"
Паломничество Чайльд Гарольда"
(гл. 4, 1)
I stood in Venice, on the Bridge of Sighs;
A palace and a prison on each hand:
I saw from out the wave her structures rise
As from the stroke of the enchanter's wand:
A thousand years their cloudy wings expand
Around me, and a dying Glory smiles
O'er the far times, when many a subject land
Look'd to the winged Lion's marble piles,
Where Venice sate in state, throned on her hundred isles!
В Венеции на Ponte dei Sospiri,
Где супротив дворца стоит тюрьма,
Где - зрелище единственное в мире! -
Из волн встают и храмы и дома,
Там бьет крылом История сама,
И, догорая, рдеет солнце Славы
Над красотой, сводящею с ума,
Над Марком, чей, доныне величавый,
Лев перестал страшить и малые державы.
(гл. 4, 73)
Once more upon the woody Apennine,
The infant alps, which - had I not before
Gazed on their mightier parents, where the pine
Sits on more shaggy summits, and where roar
The thundering lauwine - might be worshipp'd more;
But I have seen the soaring Jungfrau rear
Her never-trodden snow, and seen the hoar
Glaciers of bleak Mont Blanc both far and near,
And in Chimari heard the thunder-hills of fear,
И вновь я на лесистых Апеннинах -
Подобьях Альп.
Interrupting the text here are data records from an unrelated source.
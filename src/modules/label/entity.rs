// Copyright © 2025 mailroom.dev
// Licensed under Mailroom License Agreement v1.0
// Unauthorized copying, modification, or distribution is prohibited.

use crate::modules::database::manager::DB_MANAGER;
use crate::modules::database::{insert_impl, secondary_find_impl, update_impl};
use crate::modules::error::code::ErrorCode;
use crate::modules::error::MailroomResult;
use crate::{id, raise_error, utc_now};
use native_db::*;
use native_model::{native_model, Model};
use serde::{Deserialize, Serialize};

/// Slash-hierarchical label scoped to one mailbox; `(slug, mailbox)` is
/// unique. Parents implicitly exist for every label (created on demand).
#[derive(Clone, Debug, Default, Eq, PartialEq, Deserialize, Serialize)]
#[native_model(id = 11, version = 1)]
#[native_db(primary_key(pk -> String), secondary_key(slug_key -> String, unique))]
pub struct Label {
    #[secondary_key(unique)]
    pub id: u64,

    #[secondary_key]
    pub mailbox_id: u64,

    /// Slash-delimited hierarchical name, e.g. "Work/Projects/Urgent".
    pub name: String,

    /// Slug of the full name, slashes folded into dashes.
    pub slug: String,

    /// Hex display color, e.g. "#2196f3".
    pub color: String,

    pub description: String,

    /// Labels created by importers rather than users.
    pub is_auto: bool,

    /// Threads carrying this label.
    pub thread_ids: Vec<u64>,

    pub created_at: i64,
    pub updated_at: i64,
}

/// Django-style slug: lowercased, non-alphanumeric runs folded into single
/// dashes. Slashes are replaced by dashes beforehand so "A/B" and "A B"
/// cannot collide with "a-b" accidentally surviving as distinct labels.
pub fn slugify(name: &str) -> String {
    let replaced = name.replace('/', "-");
    let mut slug = String::with_capacity(replaced.len());
    let mut last_dash = true;
    for c in replaced.to_lowercase().chars() {
        if c.is_alphanumeric() {
            slug.push(c);
            last_dash = false;
        } else if !last_dash {
            slug.push('-');
            last_dash = true;
        }
    }
    while slug.ends_with('-') {
        slug.pop();
    }
    slug
}

impl Label {
    fn pk(&self) -> String {
        format!("{}_{}", self.created_at, self.id)
    }

    fn slug_key(&self) -> String {
        format!("{}:{}", self.mailbox_id, self.slug)
    }

    pub fn new(
        mailbox_id: u64,
        name: &str,
        color: &str,
        description: &str,
        is_auto: bool,
    ) -> Self {
        Self {
            id: id!(64),
            mailbox_id,
            name: name.to_string(),
            slug: slugify(name),
            color: color.to_string(),
            description: description.to_string(),
            is_auto,
            thread_ids: Vec::new(),
            created_at: utc_now!(),
            updated_at: utc_now!(),
        }
    }

    /// Number of slashes in the name; roots have depth 0.
    pub fn depth(&self) -> usize {
        self.name.matches('/').count()
    }

    /// Last segment of the name.
    pub fn basename(&self) -> &str {
        self.name.rsplit('/').next().unwrap_or(&self.name)
    }

    /// Name prefix up to the last slash, None for roots.
    pub fn parent_name(&self) -> Option<String> {
        self.name.rsplit_once('/').map(|(parent, _)| parent.to_string())
    }

    pub async fn get(id: u64) -> MailroomResult<Option<Label>> {
        secondary_find_impl(DB_MANAGER.meta_db(), LabelKey::id, id).await
    }

    pub async fn require(id: u64) -> MailroomResult<Label> {
        Self::get(id).await?.ok_or_else(|| {
            raise_error!(
                format!("Label with id={} not found", id),
                ErrorCode::ResourceNotFound
            )
        })
    }

    pub async fn find_by_slug(mailbox_id: u64, slug: &str) -> MailroomResult<Option<Label>> {
        secondary_find_impl(
            DB_MANAGER.meta_db(),
            LabelKey::slug_key,
            format!("{}:{}", mailbox_id, slug),
        )
        .await
    }

    pub async fn save(self) -> MailroomResult<()> {
        insert_impl(DB_MANAGER.meta_db(), self).await
    }

    pub async fn update_with(
        id: u64,
        apply: impl FnOnce(&mut Label) + Send + 'static,
    ) -> MailroomResult<()> {
        update_impl(
            DB_MANAGER.meta_db(),
            move |rw| {
                rw.get()
                    .secondary::<Label>(LabelKey::id, id)
                    .map_err(|e| raise_error!(format!("{:#?}", e), ErrorCode::InternalError))?
                    .ok_or_else(|| {
                        raise_error!(
                            format!("Label with id={} not found", id),
                            ErrorCode::ResourceNotFound
                        )
                    })
            },
            move |current| {
                let mut updated = current.clone();
                apply(&mut updated);
                updated.updated_at = utc_now!();
                Ok(updated)
            },
        )
        .await?;
        Ok(())
    }
}

#[cfg(test)]
mod tests {
    use super::*;

    #[test]
    fn test_slugify() {
        assert_eq!(slugify("Work/Projects/Urgent"), "work-projects-urgent");
        assert_eq!(slugify("Hello  World"), "hello-world");
        assert_eq!(slugify("a_b"), "a-b");
    }

    #[test]
    fn test_hierarchy_accessors() {
        let label = Label::new(1, "Work/Projects/Urgent", "#fff", "", false);
        assert_eq!(label.depth(), 2);
        assert_eq!(label.basename(), "Urgent");
        assert_eq!(label.parent_name().as_deref(), Some("Work/Projects"));

        let root = Label::new(1, "Work", "#fff", "", false);
        assert_eq!(root.depth(), 0);
        assert_eq!(root.parent_name(), None);
    }
}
Когда б до этих пор
Я не бывал на ледяных вершинах,
Не слышал, как шумит под фирном бор
И с грохотом летят лавины с гор,
Я здесь бы восхищался непрестанно,
Но Юнгфрау мой чаровала взор,
Я видел выси мрачного Монблана,
Громовершинную, в одежде из тумана,
(гл. 4, 74)
Th' Acroceraunian mountains of old name;
And on Parnassus seen the eagles fly
Like spirits of the spot, as 'twere for fame,
For still they soar'd unutterably high:
I've look'd on Ida with a Trojan's eye;
Athos, Olympus, Aetna, Atlas, made
These hills seem things of lesser dignity,
All, save the lone Soracte's heights display'd
Not now in snow, which asks the lyric Roman's aid
Химари - и Парнас, и лет орлов,
Над ним как бы соперничавших славой,
Взмывавших выше гор и облаков;
Я любовался Этной величавой,
Я, как троянец, озирал дубравы
Лесистой Иды, я видал Афон,
Олимп, Соракт, уже не белоглавый,
Лишь тем попавший в ряд таких имен,
Что был Горацием в стихах прославлен он,
(гл. 4, 78)
Oh Rome! my country! city of the soul!
The orphans of the heart must turn to thee,
Lone mother of dead empires! and control
In their shut breasts their petty misery.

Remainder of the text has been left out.